Discussion in 'Incubating & Hatching Eggs' started by rome24kr, Jan 7, 2014.

  1. rome24kr

    rome24kr Out Of The Brooder

    Jun 14, 2009
    I just bought an incubator (on Monday), and set it up Monday night. I put it in my garage (out of the way), and set 3 Partridge Rock bantam eggs. Well my daughter and myself get up Tuesday morning and go to the garage to make sure the temperature is regulated at 99.5, and it was not! It was at about 92-93, and we freeked out. So we increased the temp, and left out for school at 7:30. Then when we return at 3:30 the temp is 107... and we really flip out! We made an executive decision and moved the incubator into the kitchen and regulated the temp by 3:45.
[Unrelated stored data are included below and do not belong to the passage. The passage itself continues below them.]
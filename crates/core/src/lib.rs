//! Core types for strata-orm
//!
//! This crate defines the foundational types used throughout the system:
//! - Value: live in-memory values bound to entity properties (objects with
//!   prototypes, shared arrays, typed leaves)
//! - CanonicalValue: storage-agnostic value tree
//! - TypedLeaf / LeafKind: datetimes, dates, uuids and bytes
//! - JsonPath / PathPattern: addressing nested locations
//! - Metadata: entity and property declarations, registry
//! - EntityId: primary keys
//! - Limits and the Error hierarchy

#![warn(missing_docs)]
#![warn(clippy::all)]

pub mod canonical;
pub mod error;
pub mod leaf;
pub mod limits;
pub mod live;
pub mod metadata;
pub mod path;
pub mod types;

pub use canonical::CanonicalValue;
pub use error::{Error, Result};
pub use leaf::{LeafKind, TypedLeaf};
pub use limits::{LimitError, Limits, DEFAULT_MAX_NESTING_DEPTH, DEFAULT_MAX_PATH_LENGTH};
pub use live::{Array, NativeHandle, Object, Value};
pub use metadata::{
    EntityMetadata, EntityMetadataBuilder, JsonHint, MetadataRegistry, MetadataRegistryBuilder,
    PropertyKind, PropertyMetadata, ScalarType, PRIMARY_KEY,
};
pub use path::{JsonPath, PathParseError, PathPattern, PathSegment, PatternSegment};
pub use types::EntityId;
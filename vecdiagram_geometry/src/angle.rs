// Copyright 2025 the Vecdiagram Authors
// SPDX-License-Identifier: Apache-2.0 OR MIT

use core::f64::consts::PI;

/// Converts degrees to radians.
#[inline]
#[must_use]
pub fn degrees_to_radians(degrees: f64) -> f64 {
    degrees * (PI / 180.0)
}

/// Converts radians to degrees.
#[inline]
#[must_use]
pub fn radians_to_degrees(radians: f64) -> f64 {
    radians * (180.0 / PI)
}

/// Wraps an angle in degrees into `[0, 360)`.
///
/// Negative angles wrap around (`-90` becomes `270`). Non-finite input maps
/// to `0`.
#[must_use]
pub fn normalize_degrees(degrees: f64) -> f64 {
    if !degrees.is_finite() {
        return 0.0;
    }
    let r = degrees % 360.0;
    let r = if r < 0.0 { r + 360.0 } else { r };
    // `-1e-20 % 360 + 360` rounds to exactly 360.
    if r >= 360.0 { 0.0 } else { r }
}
    My daughter and myself are calling on our "friends of the feather" to give us your feedback and input. Are we doomed for the time our eggs were not regulated at 99.5??? By the way, Jill (our Partridge Rock pullet) laid another egg today and we added it after we regulated the temp.

    Thank y'all for your insight!

    Rome & MeMe (Oklahoma)
    Last edited: Jan 7, 2014
  2. NinjaRooster

    NinjaRooster Overrun With Chickens

    Dec 27, 2013
    The Corner
    Does the incubator have a thermoSTAT? How many thermometers are you taking temperature readings from? What kind of incubator is it?
    All I can say is to keep it regulated at the proper temperature, and candle in a few days.
  3. donrae

    donrae Hopelessly Addicted Premium Member

    Jun 18, 2010
    Southern Oregon
    It's too late now, but I believe you're supposed to warm up the incubator and let it run for a few days before adding eggs, to make sure it holds temp and avoid this very issue, for future reference.

    I would also not keep adding eggs, staggered hatched don't do well in incubators, especially if you're newbies. Collect the amount of eggs you want to hatch, store them at room temp, and put them all in the incubator together. That will give you a hatch window of just a day or so, as opposed to straggling out over longer time. Having to open the brooder to remove a hatched chick will lower the humidity and possibly endanger the remaining chicks.